Li Mu, Zuo Wangmeng, Gu Shuhang, You Jane, Zhang David
IEEE Trans Pattern Anal Mach Intell. 2021 Oct;43(10):3446-3461. doi: 10.1109/TPAMI.2020.2983926. Epub 2021 Sep 2.
Learning-based lossy image compression usually involves the joint optimization of rate-distortion performance, and requires to cope with the spatial variation of image content and contextual dependence among learned codes. Traditional entropy models can spatially adapt the local bit rate based on the image content, but usually are limited in exploiting context in code space. On the other hand, most deep context models are computationally very expensive and cannot efficiently perform decoding over the symbols in parallel. In this paper, we present a content-weighted encoder-decoder model, where the channel-wise multi-valued quantization is deployed for the discretization of the encoder features, and an importance map subnet is introduced to generate the importance masks for spatially varying code pruning. Consequently, the summation of importance masks can serve as an upper bound of the length of bitstream. Furthermore, the quantized representations of the learned code and importance map are still spatially dependent, which can be losslessly compressed using arithmetic coding. To compress the codes effectively and efficiently, we propose an upper-triangular masked convolutional network (triuMCN) for large context modeling. Experiments show that the proposed method can produce visually much better results, and performs favorably against deep and traditional lossy image compression approaches.

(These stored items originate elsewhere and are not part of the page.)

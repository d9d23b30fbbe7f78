//! Scrapbook decoration helpers
//!
//! The scrapbook look picks decorative templates and small offsets at random.
//! Every helper takes the random source from the caller so a seeded RNG
//! reproduces a layout exactly. Pagination itself never uses randomness.

use rand::Rng;

#[derive(Debug, Clone, Copy, PartialEq, Eq, Hash)]
#[cfg_attr(feature = "serde", derive(serde::Serialize, serde::Deserialize))]
pub enum ScrapbookTemplate {
    TornPaper,
    PolaroidGallery,
    Timeline,
    Quote,
    QA,
    TwoColumn,
    Letter,
    Collage,
}

/// Selection weights for story pages without photos
pub const SCRAPBOOK_WEIGHTS: [(ScrapbookTemplate, u32); 8] = [
    (ScrapbookTemplate::TornPaper, 25),
    (ScrapbookTemplate::PolaroidGallery, 15),
    (ScrapbookTemplate::Timeline, 10),
    (ScrapbookTemplate::Quote, 15),
    (ScrapbookTemplate::QA, 30),
    (ScrapbookTemplate::TwoColumn, 20),
    (ScrapbookTemplate::Letter, 10),
    (ScrapbookTemplate::Collage, 5),
];

const PHOTO_TEMPLATES: [ScrapbookTemplate; 4] = [
    ScrapbookTemplate::PolaroidGallery,
    ScrapbookTemplate::TwoColumn,
    ScrapbookTemplate::TornPaper,
    ScrapbookTemplate::Collage,
];

/// Pick a decorative template for a page
pub fn select_scrapbook_template<R: Rng + ?Sized>(
    rng: &mut R,
    has_photos: bool,
    question_count: usize,
) -> ScrapbookTemplate {
    if question_count > 1 {
        return if rng.random_bool(0.5) {
            ScrapbookTemplate::QA
        } else {
            ScrapbookTemplate::TwoColumn
        };
    }

    if has_photos {
        return PHOTO_TEMPLATES[rng.random_range(0..PHOTO_TEMPLATES.len())];
    }

    let total: u32 = SCRAPBOOK_WEIGHTS.iter().map(|(_, w)| w).sum();
    let mut roll = rng.random_range(0..total);
    for (template, weight) in SCRAPBOOK_WEIGHTS {
        if roll < weight {
            return template;
        }
        roll -= weight;
    }
    ScrapbookTemplate::QA
}

#[derive(Debug, Clone, Copy, PartialEq, Eq)]
pub enum OffsetIntensity {
    Subtle,
    Medium,
    Strong,
}

impl OffsetIntensity {
    /// Maximum (translation px, rotation degrees) in either direction
    pub fn range(self) -> (f32, f32) {
        match self {
            OffsetIntensity::Subtle => (2.0, 0.5),
            OffsetIntensity::Medium => (4.0, 1.5),
            OffsetIntensity::Strong => (8.0, 3.0),
        }
    }
}

/// Hand-placed look for a page element
#[derive(Debug, Clone, Copy, PartialEq)]
pub struct ScrapOffset {
    pub translate_x: f32,
    pub translate_y: f32,
    pub rotate_deg: f32,
}

impl ScrapOffset {
    /// CSS-style transform string
    pub fn transform(&self) -> String {
        format!(
            "translate({:.2}px, {:.2}px) rotate({:.2}deg)",
            self.translate_x, self.translate_y, self.rotate_deg
        )
    }
}

fn symmetric<R: Rng + ?Sized>(rng: &mut R, max: f32) -> f32 {
    (rng.random::<f32>() - 0.5) * max * 2.0
}

pub fn scrap_offset<R: Rng + ?Sized>(rng: &mut R, intensity: OffsetIntensity) -> ScrapOffset {
    let (translate, rotate) = intensity.range();
    ScrapOffset {
        translate_x: symmetric(rng, translate),
        translate_y: symmetric(rng, translate),
        rotate_deg: symmetric(rng, rotate),
    }
}

/// Tape strip rotation in degrees, within [-3, 3)
pub fn tape_rotation<R: Rng + ?Sized>(rng: &mut R) -> f32 {
    symmetric(rng, 3.0)
}

#[derive(Debug, Clone, Copy, PartialEq, Eq)]
pub enum ContentLayout {
    SingleColumn,
    TwoColumn,
    PhotoFocus,
    TextFocus,
}

/// Layout emphasis from the amount of text and photos
pub fn determine_layout(answer_length: usize, photo_count: usize) -> ContentLayout {
    if photo_count > 3 {
        return ContentLayout::PhotoFocus;
    }
    if photo_count == 0 && answer_length > 600 {
        return ContentLayout::TextFocus;
    }
    if photo_count >= 1 && answer_length < 300 {
        return ContentLayout::PhotoFocus;
    }
    if answer_length > 400 {
        return ContentLayout::SingleColumn;
    }
    ContentLayout::TwoColumn
}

基于学习的有损图像压缩通常涉及率失真性能的联合优化,并且需要应对图像内容的空间变化以及学习到的代码之间的上下文依赖性。传统熵模型可以根据图像内容在空间上自适应局部比特率,但通常在利用代码空间中的上下文方面存在局限性。另一方面,大多数深度上下文模型计算成本非常高,并且不能有效地对符号进行并行解码。在本文中,我们提出了一种内容加权的编码器 - 解码器模型,其中针对编码器特征的离散化部署了通道级多值量化,并引入了一个重要性映射子网来生成用于空间变化代码剪枝的重要性掩码。因此,重要性掩码的总和可以用作比特流长度的上限。此外,学习到的代码和重要性映射的量化表示在空间上仍然相关,可以使用算术编码进行无损压缩。为了有效且高效地压缩代码,我们提出了一种用于大上下文建模的上三角掩码卷积网络(triuMCN)。实验表明,所提出的方法可以产生视觉上更好的结果,并且在与深度和传统有损图像压缩方法的比较中表现出色。